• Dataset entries
___

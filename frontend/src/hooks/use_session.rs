use gloo::storage::{LocalStorage, Storage};
use serde::{Deserialize, Serialize};
use shared::{LoginRequest, RegisterRequest};
use wasm_bindgen_futures::spawn_local;
use yew::prelude::*;

use super::use_toast::Toast;
use crate::services::api::ApiClient;
use crate::services::logging::Logger;

const SESSION_KEY: &str = "finance-tracker.session";

/// What survives a page reload after logging in
#[derive(Debug, Clone, PartialEq, Serialize, Deserialize)]
#[serde(rename_all = "camelCase")]
pub struct Session {
    pub token: String,
    pub user_id: String,
}

#[derive(Clone, PartialEq)]
pub struct SessionState {
    pub session: Option<Session>,
    /// Display name, once the profile has been fetched
    pub user_name: Option<String>,
    pub submitting: bool,
}

#[derive(Clone, PartialEq)]
pub struct UseSessionActions {
    pub login: Callback<LoginRequest>,
    /// Registers, then reports success so the page can switch to login
    pub register: Callback<(RegisterRequest, Callback<()>)>,
    pub logout: Callback<()>,
}

pub struct UseSessionResult {
    pub state: SessionState,
    pub actions: UseSessionActions,
}

#[hook]
pub fn use_session(api_client: &ApiClient, notify: &Callback<Toast>) -> UseSessionResult {
    let session = use_state(|| LocalStorage::get::<Session>(SESSION_KEY).ok());
    let user_name = use_state(|| Option::<String>::None);
    let submitting = use_state(|| false);

    // Resolve the display name; an expired token ends the session
    {
        let api_client = api_client.clone();
        let session = session.clone();
        let user_name = user_name.clone();
        use_effect_with((*session).clone(), move |current| {
            if let Some(current) = current.clone() {
                spawn_local(async move {
                    match api_client.me(&current.token).await {
                        Ok(profile) => user_name.set(Some(profile.name)),
                        Err(e) => {
                            Logger::warn_with_component("session", &format!("Session rejected: {}", e));
                            LocalStorage::delete(SESSION_KEY);
                            user_name.set(None);
                            session.set(None);
                        }
                    }
                });
            }
            || ()
        });
    }

    let login = {
        let api_client = api_client.clone();
        let session = session.clone();
        let submitting = submitting.clone();
        let notify = notify.clone();

        use_callback((), move |request: LoginRequest, _| {
            let api_client = api_client.clone();
            let session = session.clone();
            let submitting = submitting.clone();
            let notify = notify.clone();

            spawn_local(async move {
                submitting.set(true);

                match api_client.login(&request).await {
                    Ok(response) => {
                        let next = Session {
                            token: response.token,
                            user_id: response.user_id,
                        };
                        if let Err(e) = LocalStorage::set(SESSION_KEY, &next) {
                            gloo::console::warn!("Failed to persist session:", e.to_string());
                        }
                        Logger::info_with_component("session", "User logged in");
                        notify.emit(Toast::success(response.message));
                        session.set(Some(next));
                    }
                    Err(e) => {
                        gloo::console::error!("Login failed:", e.clone());
                        notify.emit(Toast::error(e));
                    }
                }

                submitting.set(false);
            });
        })
    };

    let register = {
        let api_client = api_client.clone();
        let submitting = submitting.clone();
        let notify = notify.clone();

        use_callback((), move |(request, on_done): (RegisterRequest, Callback<()>), _| {
            let api_client = api_client.clone();
            let submitting = submitting.clone();
            let notify = notify.clone();

            spawn_local(async move {
                submitting.set(true);

                match api_client.register(&request).await {
                    Ok(response) => {
                        notify.emit(Toast::success(response.message));
                        on_done.emit(());
                    }
                    Err(e) => {
                        gloo::console::error!("Registration failed:", e.clone());
                        notify.emit(Toast::error(e));
                    }
                }

                submitting.set(false);
            });
        })
    };

    let logout = {
        let session = session.clone();
        let user_name = user_name.clone();
        use_callback((), move |_: (), _| {
            LocalStorage::delete(SESSION_KEY);
            Logger::info_with_component("session", "User logged out");
            user_name.set(None);
            session.set(None);
        })
    };

    UseSessionResult {
        state: SessionState {
            session: (*session).clone(),
            user_name: (*user_name).clone(),
            submitting: *submitting,
        },
        actions: UseSessionActions {
            login,
            register,
            logout,
        },
    }
}
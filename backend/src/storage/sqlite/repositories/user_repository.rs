use anyhow::Result;
use async_trait::async_trait;
use sqlx::{sqlite::SqliteRow, Row};

use crate::domain::models::user::User;
use crate::storage::sqlite::connection::DbConnection;
use crate::storage::traits::UserStorage;

/// Repository for user accounts
#[derive(Clone)]
pub struct UserRepository {
    db: DbConnection,
}

impl UserRepository {
    pub fn new(db: DbConnection) -> Self {
        Self { db }
    }

    fn from_row(row: &SqliteRow) -> User {
        User {
            id: row.get("id"),
            name: row.get("name"),
            email: row.get("email"),
            password_hash: row.get("password_hash"),
            created_at: row.get("created_at"),
        }
    }
}

#[async_trait]
impl UserStorage for UserRepository {
    async fn store_user(&self, user: &User) -> Result<bool> {
        let result = sqlx::query(
            r#"
            INSERT INTO users (id, name, email, password_hash, created_at)
            VALUES (?, ?, ?, ?, ?)
            "#,
        )
        .bind(&user.id)
        .bind(&user.name)
        .bind(&user.email)
        .bind(&user.password_hash)
        .bind(&user.created_at)
        .execute(self.db.pool())
        .await;

        match result {
            Ok(_) => Ok(true),
            // A concurrent registration won the race for this email
            Err(sqlx::Error::Database(e)) if e.is_unique_violation() => Ok(false),
            Err(e) => Err(e.into()),
        }
    }

    async fn get_user_by_email(&self, email: &str) -> Result<Option<User>> {
        let row = sqlx::query(
            r#"
            SELECT id, name, email, password_hash, created_at
            FROM users
            WHERE email = ?
            "#,
        )
        .bind(email)
        .fetch_optional(self.db.pool())
        .await?;

        Ok(row.as_ref().map(Self::from_row))
    }

    async fn get_user(&self, user_id: &str) -> Result<Option<User>> {
        let row = sqlx::query(
            r#"
            SELECT id, name, email, password_hash, created_at
            FROM users
            WHERE id = ?
            "#,
        )
        .bind(user_id)
        .fetch_optional(self.db.pool())
        .await?;

        Ok(row.as_ref().map(Self::from_row))
    }
}

#[cfg(test)]
mod tests {
    use super::*;

    async fn setup_test() -> UserRepository {
        let db = DbConnection::init_test().await.expect("Failed to create test database");
        UserRepository::new(db)
    }

    fn user(email: &str) -> User {
        User {
            id: User::generate_id(),
            name: "Kamal".to_string(),
            email: email.to_string(),
            password_hash: "$argon2id$v=19$m=19456,t=2,p=1$c2FsdA$aGFzaA".to_string(),
            created_at: "2024-01-01T00:00:00Z".to_string(),
        }
    }

    #[tokio::test]
    async fn test_store_and_lookup_user() {
        let repo = setup_test().await;
        let stored = user("kamal@example.com");
        assert!(repo.store_user(&stored).await.expect("Failed to store user"));

        let by_email = repo
            .get_user_by_email("kamal@example.com")
            .await
            .expect("Lookup failed")
            .expect("User should exist");
        assert_eq!(by_email, stored);

        let by_id = repo.get_user(&stored.id).await.expect("Lookup failed");
        assert_eq!(by_id, Some(stored));

        let missing = repo.get_user_by_email("nobody@example.com").await.expect("Lookup failed");
        assert!(missing.is_none());
    }

    #[tokio::test]
    async fn test_duplicate_email_reported_as_taken() {
        let repo = setup_test().await;
        assert!(repo.store_user(&user("dup@example.com")).await.expect("Failed to store user"));

        let second = repo.store_user(&user("dup@example.com")).await.expect("Duplicate should not error");
        assert!(!second);

        let other = repo.store_user(&user("other@example.com")).await.expect("Failed to store user");
        assert!(other);
    }
}
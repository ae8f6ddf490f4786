use shared::Expense;

use crate::domain::models::expense::DomainExpense;

pub struct ExpenseMapper;

impl ExpenseMapper {
    pub fn to_dto(domain: DomainExpense) -> Expense {
        Expense::from(domain)
    }

    pub fn to_dto_list(domain_expenses: Vec<DomainExpense>) -> Vec<Expense> {
        domain_expenses.into_iter().map(Self::to_dto).collect()
    }
}
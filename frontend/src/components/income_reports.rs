use shared::aggregation::{group_sums, summarize};
use shared::report::format_amount;
use shared::{Income, IncomeResource, TabularReport};
use yew::prelude::*;

use super::charts::{ChartCard, ChartData};
use super::report_document::{print_page, ReportDocument};
use crate::services::api::ApiClient;

#[derive(Debug, Clone, Copy, PartialEq, Eq)]
enum ReportView {
    Analyzed,
    FullDetails,
}

#[derive(Properties, PartialEq)]
pub struct IncomeReportsProps {
    pub incomes: Vec<Income>,
    pub api_client: ApiClient,
}

/// Analyzed and full-detail income reports, printable from the browser
#[function_component(IncomeReports)]
pub fn income_reports(props: &IncomeReportsProps) -> Html {
    let view = use_state(|| ReportView::Analyzed);

    let select = |target: ReportView| {
        let view = view.clone();
        Callback::from(move |_: MouseEvent| view.set(target))
    };
    let on_print = Callback::from(|_: MouseEvent| print_page());

    let incomes = &props.incomes;
    let by_type = group_sums(incomes, |i: &Income| i.income_type.as_str());
    let by_category = group_sums(incomes, |i: &Income| i.income_category.as_str());

    let document = match *view {
        ReportView::Analyzed => {
            let summary = summarize(incomes)
                .with_group("By Type", incomes, |i: &Income| i.income_type.as_str())
                .with_group("By Category", incomes, |i: &Income| i.income_category.as_str());
            let report = TabularReport::from_summary("Income Summary", &summary);

            html! {
                <div class="analyzed-report">
                    <div class="total-card">
                        <h3>{"Total Income"}</h3>
                        <p class="total-amount">{format_amount(summary.total)}</p>
                    </div>
                    <div class="chart-grid">
                        <ChartCard title="Income by Type" data={ChartData::Pie(by_type)} />
                        <ChartCard title="Income by Category" data={ChartData::Bar(by_category)} />
                    </div>
                    <ReportDocument report={report} />
                </div>
            }
        }
        ReportView::FullDetails => html! {
            <ReportDocument report={TabularReport::for_entries::<IncomeResource>(incomes)} />
        },
    };

    html! {
        <div class="income-reports">
            <h2 class="no-print">{"Income Reports"}</h2>
            <div class="report-cards no-print">
                <div class="report-card">
                    <h3>{"Analyzed Report"}</h3>
                    <p>{"Total income, charts and the income summary"}</p>
                    <button onclick={select(ReportView::Analyzed)}>{"View"}</button>
                </div>
                <div class="report-card">
                    <h3>{"Full Details Report"}</h3>
                    <p>{"Every income record, printable or as a spreadsheet"}</p>
                    <button onclick={select(ReportView::FullDetails)}>{"View"}</button>
                    <a class="download-link" href={props.api_client.csv_url::<IncomeResource>()} download="incomes_report.csv">
                        {"Spreadsheet (CSV)"}
                    </a>
                </div>
            </div>
            <div class="report-actions no-print">
                <button class="print-button" onclick={on_print}>{"Print / Save as PDF"}</button>
            </div>
            {document}
        </div>
    }
}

___

Please go through the data above and copy each line containing the word "LoginRequest".

• Written response
use shared::{LoginRequest, RegisterRequest};
    pub login: Callback<LoginRequest>,
        use_callback((), move |request: LoginRequest, _| {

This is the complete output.